Tras cruzar el mercado tendremos que ascender por una calle con grandes escalones, cosa que no impide que carros y caballos asciendan por ese nivel, Al final de esta calle encontraremos el tercer nivel, la zona residencial de la ciudad, mas allí viven las familias de los soldados y los miembros de la nobleza, en este nivel se yergue la entrada a la Casa Enana, es un edificio de piedra negra, de base redonda y con tres naves una de ellas un poco más alta que las demás, esta rodeado por un pequeño bosque de abedules donde el aire es fresco, el martilleo es constante en sus moradas ya que ellos son los que hacen muchas de las defensas de la ciudad. Tras traspasar este nivel entramos en un bosque de encinas y robles, allí los ciervos pastan entre ellos a salvo de los cazadores, en este nivel se encuentran esparcidos bajo la protección de los árboles los templetes a los Valar más parecidos a un mirador en cuyo centro hay una estatua del Vala al que a estado confiado. Si seguimos caminado por esta senda encontraremos las Casas de Curación donde la destreza de las Damas elfas se hace patente.
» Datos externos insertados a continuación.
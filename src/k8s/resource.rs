//! Resource kinds queried for the status report and their typed listings.

use k8s_openapi::api::apps::v1::Deployment;
use k8s_openapi::api::batch::v1::Job;
use k8s_openapi::api::core::v1::{Node, PersistentVolumeClaim, Pod};

use crate::error::StatusError;

/// The closed set of object categories the status report reads.
#[derive(Debug, Clone, Copy, PartialEq, Eq, Hash)]
pub enum ResourceKind {
    Pod,
    Job,
    PersistentVolumeClaim,
    Deployment,
    Node,
}

impl ResourceKind {
    /// Nodes are cluster scoped; everything else lives in a namespace.
    pub const fn is_namespaced(self) -> bool {
        !matches!(self, Self::Node)
    }

    pub const fn as_str(self) -> &'static str {
        match self {
            Self::Pod => "pods",
            Self::Job => "jobs",
            Self::PersistentVolumeClaim => "persistentvolumeclaims",
            Self::Deployment => "deployments",
            Self::Node => "nodes",
        }
    }
}

impl std::fmt::Display for ResourceKind {
    fn fmt(&self, f: &mut std::fmt::Formatter<'_>) -> std::fmt::Result {
        f.write_str(self.as_str())
    }
}

/// A single list request against the gateway.
#[derive(Debug, Clone, PartialEq, Eq)]
pub struct ResourceQuery {
    pub kind: ResourceKind,
    /// `None` lists across all namespaces (and is the only option for nodes).
    pub namespace: Option<String>,
    /// `None` matches every object.
    pub label_selector: Option<String>,
}

impl ResourceQuery {
    /// Query scoped to `namespace`. Cluster-scoped kinds ignore the namespace.
    pub fn namespaced(kind: ResourceKind, namespace: &str, label_selector: Option<&str>) -> Self {
        Self {
            kind,
            namespace: kind.is_namespaced().then(|| namespace.to_string()),
            label_selector: label_selector
                .filter(|s| !s.is_empty())
                .map(str::to_string),
        }
    }

    pub fn cluster(kind: ResourceKind) -> Self {
        Self {
            kind,
            namespace: None,
            label_selector: None,
        }
    }
}

/// Objects returned by the gateway, one variant per kind.
#[derive(Debug, Clone)]
pub enum ResourceList {
    Pods(Vec<Pod>),
    Jobs(Vec<Job>),
    Claims(Vec<PersistentVolumeClaim>),
    Deployments(Vec<Deployment>),
    Nodes(Vec<Node>),
}

impl ResourceList {
    pub const fn empty(kind: ResourceKind) -> Self {
        match kind {
            ResourceKind::Pod => Self::Pods(Vec::new()),
            ResourceKind::Job => Self::Jobs(Vec::new()),
            ResourceKind::PersistentVolumeClaim => Self::Claims(Vec::new()),
            ResourceKind::Deployment => Self::Deployments(Vec::new()),
            ResourceKind::Node => Self::Nodes(Vec::new()),
        }
    }

    pub const fn kind(&self) -> ResourceKind {
        match self {
            Self::Pods(_) => ResourceKind::Pod,
            Self::Jobs(_) => ResourceKind::Job,
            Self::Claims(_) => ResourceKind::PersistentVolumeClaim,
            Self::Deployments(_) => ResourceKind::Deployment,
            Self::Nodes(_) => ResourceKind::Node,
        }
    }

    pub fn len(&self) -> usize {
        match self {
            Self::Pods(items) => items.len(),
            Self::Jobs(items) => items.len(),
            Self::Claims(items) => items.len(),
            Self::Deployments(items) => items.len(),
            Self::Nodes(items) => items.len(),
        }
    }

    pub fn is_empty(&self) -> bool {
        self.len() == 0
    }

    pub fn into_pods(self) -> Result<Vec<Pod>, StatusError> {
        match self {
            Self::Pods(items) => Ok(items),
            other => Err(other.mismatch(ResourceKind::Pod)),
        }
    }

    pub fn into_jobs(self) -> Result<Vec<Job>, StatusError> {
        match self {
            Self::Jobs(items) => Ok(items),
            other => Err(other.mismatch(ResourceKind::Job)),
        }
    }

    pub fn into_claims(self) -> Result<Vec<PersistentVolumeClaim>, StatusError> {
        match self {
            Self::Claims(items) => Ok(items),
            other => Err(other.mismatch(ResourceKind::PersistentVolumeClaim)),
        }
    }

    pub fn into_deployments(self) -> Result<Vec<Deployment>, StatusError> {
        match self {
            Self::Deployments(items) => Ok(items),
            other => Err(other.mismatch(ResourceKind::Deployment)),
        }
    }

    pub fn into_nodes(self) -> Result<Vec<Node>, StatusError> {
        match self {
            Self::Nodes(items) => Ok(items),
            other => Err(other.mismatch(ResourceKind::Node)),
        }
    }

    fn mismatch(&self, expected: ResourceKind) -> StatusError {
        StatusError::UnexpectedKind {
            expected,
            actual: self.kind(),
        }
    }
}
El camino esta flanqueado por columnas de las cuales cuelgan unos faros que son encendidos de noche. El viajero puede detenerse y sentarse en los numerosos bancos que hay esparcidos y escuchar el sonido del agua al brotar por las numerosas fuentes que alimentan esta maravilla, bajo sus ramas el viajero encontrará la paz, esa zona era muy querida por las gentes ya que allí se celebraban las grandes fiestas bajo al atenta mirada de las estrellas, si seguimos por ese camino te conducirá hasta el último nivel donde se alzaba la primitiva Fortaleza de Yávëtil, esta estaba formada por una gran torre de defensa rodeada por una muralla y repleta de minaretes que ahora no servían mas que para intentar ver al enemigo que intentara atacarles de frente, ya que por sus espaldas solo podían ser atacados por el cielo, un profundo e inexpugnable acantilado la defendía junto a laformacion rocosa conocida como el Dedo de Vala la cual se elevaba hasta perderse en las nuves la defendian.